We essentially summarized recently the test to be applied in determining whether a governmental action constitutes a judicially reviewable "zoning action" for purposes of § 4.08.

To summarize, the pertinent criteria for determining whether a particular action by the [legislative body] is a "zoning action" are: first, there must be a determination that the process observed by the governmental body in affecting an alleged zoning action was quasi-judicial in nature, rather than legislative. A quasi-judicial proceeding in the zoning context is found where, at a minimum, there is a fact-finding process that entails the holding of a hearing, the receipt of factual and opinion testimony and/or forms of documentary evidence, and a particularized conclusion, based upon delineated statutory standards, for the unique development proposal for the specific parcel or assemblage of land in question. Second, if the governmental act in question involves a quasi-judicial process, the inquiry moves to the question of whether it qualifies as a "zoning action." Where the [legislative body] exercises its discretion in deciding the permissible uses and other characteristics of a specific parcel or assemblage of land upon a deliberation of the unique circumstances of the affected land and its surrounding environs, a "zoning action" is the result.

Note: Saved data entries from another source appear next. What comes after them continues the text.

//! Protocol error definitions.
//!
//! One numbered enum covers every contract so that error codes crossing a
//! contract boundary keep their meaning. Codes are grouped in ranges:
//! shared lifecycle/auth/arithmetic below 100, then one block of 100 per
//! module.

use soroban_sdk::contracterror;

#[contracterror]
#[derive(Copy, Clone, Debug, Eq, PartialEq, PartialOrd, Ord)]
#[repr(u32)]
pub enum Error {
    // Lifecycle (1-9)
    NotInitialized = 1,
    AlreadyInitialized = 2,

    // Authorisation (10-19)
    NotAuthorized = 10,

    // Arithmetic (20-29)
    ArithmeticOverflow = 20,
    DivisionByZero = 21,
    NegativeAmount = 22,

    // Configuration (30-39)
    InvalidConfig = 30,

    // Token (1xx)
    InsufficientBalance = 100,
    InsufficientAllowance = 101,
    AllowanceExpired = 102,

    // Staking (2xx)
    Paused = 200,
    InsufficientSxlm = 201,
    WithdrawalLocked = 202,
    NotOwner = 203,
    AlreadyClaimed = 204,
    NotFound = 205,
    BelowMinimumStake = 206,
    BufferExceeded = 207,
    NoFeesAccrued = 208,
    TooManyWithdrawals = 209,

    // Lending (3xx)
    PositionEmpty = 300,
    UnhealthyAfter = 301,
    InsufficientPoolLiquidity = 302,
    HealthyBorrower = 303,
    NothingToRepay = 304,
    InsufficientCollateral = 305,

    // AMM (4xx)
    InsufficientLiquidity = 400,
    SlippageExceeded = 401,
    InvariantViolated = 402,
    BelowMinLiquidity = 403,

    // Governance (5xx)
    InsufficientStakeToPropose = 500,
    AlreadyVoted = 501,
    VotingClosed = 502,
    VotingOpen = 503,
    QuorumNotMet = 504,
    AlreadyExecuted = 505,
    ProposalNotFound = 506,
    ProposalRejected = 507,
    NoVotingPower = 508,
}

impl Error {
    pub const fn message(&self) -> &'static str {
        match self {
            // Lifecycle
            Error::NotInitialized => "Contract not initialized",
            Error::AlreadyInitialized => "Contract already initialized",

            // Authorisation
            Error::NotAuthorized => "Required principal did not authenticate",

            // Arithmetic
            Error::ArithmeticOverflow => "Arithmetic overflow",
            Error::DivisionByZero => "Division by zero",
            Error::NegativeAmount => "Amount must be positive",

            // Configuration
            Error::InvalidConfig => "Invalid configuration parameter",

            // Token
            Error::InsufficientBalance => "Insufficient token balance",
            Error::InsufficientAllowance => "Insufficient allowance",
            Error::AllowanceExpired => "Allowance expired",

            // Staking
            Error::Paused => "Protocol is paused",
            Error::InsufficientSxlm => "Insufficient sXLM balance",
            Error::WithdrawalLocked => "Withdrawal still in cooldown",
            Error::NotOwner => "Caller does not own this record",
            Error::AlreadyClaimed => "Withdrawal already claimed",
            Error::NotFound => "Record not found",
            Error::BelowMinimumStake => "Amount below minimum stake",
            Error::BufferExceeded => "Liquidity buffer bound exceeded",
            Error::NoFeesAccrued => "No protocol fees to withdraw",
            Error::TooManyWithdrawals => "Too many open withdrawals for this account",

            // Lending
            Error::PositionEmpty => "Position has no collateral or debt",
            Error::UnhealthyAfter => "Operation would leave position unhealthy",
            Error::InsufficientPoolLiquidity => "Insufficient pool liquidity",
            Error::HealthyBorrower => "Position is healthy, cannot liquidate",
            Error::NothingToRepay => "No outstanding debt to repay",
            Error::InsufficientCollateral => "Insufficient collateral",

            // AMM
            Error::InsufficientLiquidity => "Insufficient pool liquidity",
            Error::SlippageExceeded => "Output below minimum",
            Error::InvariantViolated => "Constant-product invariant violated",
            Error::BelowMinLiquidity => "Initial liquidity below minimum",

            // Governance
            Error::InsufficientStakeToPropose => "Insufficient sXLM to create proposal",
            Error::AlreadyVoted => "Already voted on this proposal",
            Error::VotingClosed => "Voting period has ended",
            Error::VotingOpen => "Voting period not ended",
            Error::QuorumNotMet => "Quorum not met",
            Error::AlreadyExecuted => "Proposal already executed",
            Error::ProposalNotFound => "Proposal not found",
            Error::ProposalRejected => "Proposal did not pass",
            Error::NoVotingPower => "No sXLM to vote with",
        }
    }
}

impl core::fmt::Display for Error {
    fn fmt(&self, f: &mut core::fmt::Formatter<'_>) -> core::fmt::Result {
        f.write_str(self.message())
    }
}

Md. Overpak Corp. v. Mayor & City Council of Balt., 395 Md. 16, 53, 909 A.2d 235, 257 (2006).9

In its brief to this Court, Appleton devotes substantial effort to demonstrating that the Board's proceeding to consider and act on the proposed amendment to the Plan was quasi-judicial in nature. "Indicia of a quasi-judicial process include, a `fact-finding process that entails the holding of a hearing, the receipt of factual and opinion testimony and/or forms of documentary...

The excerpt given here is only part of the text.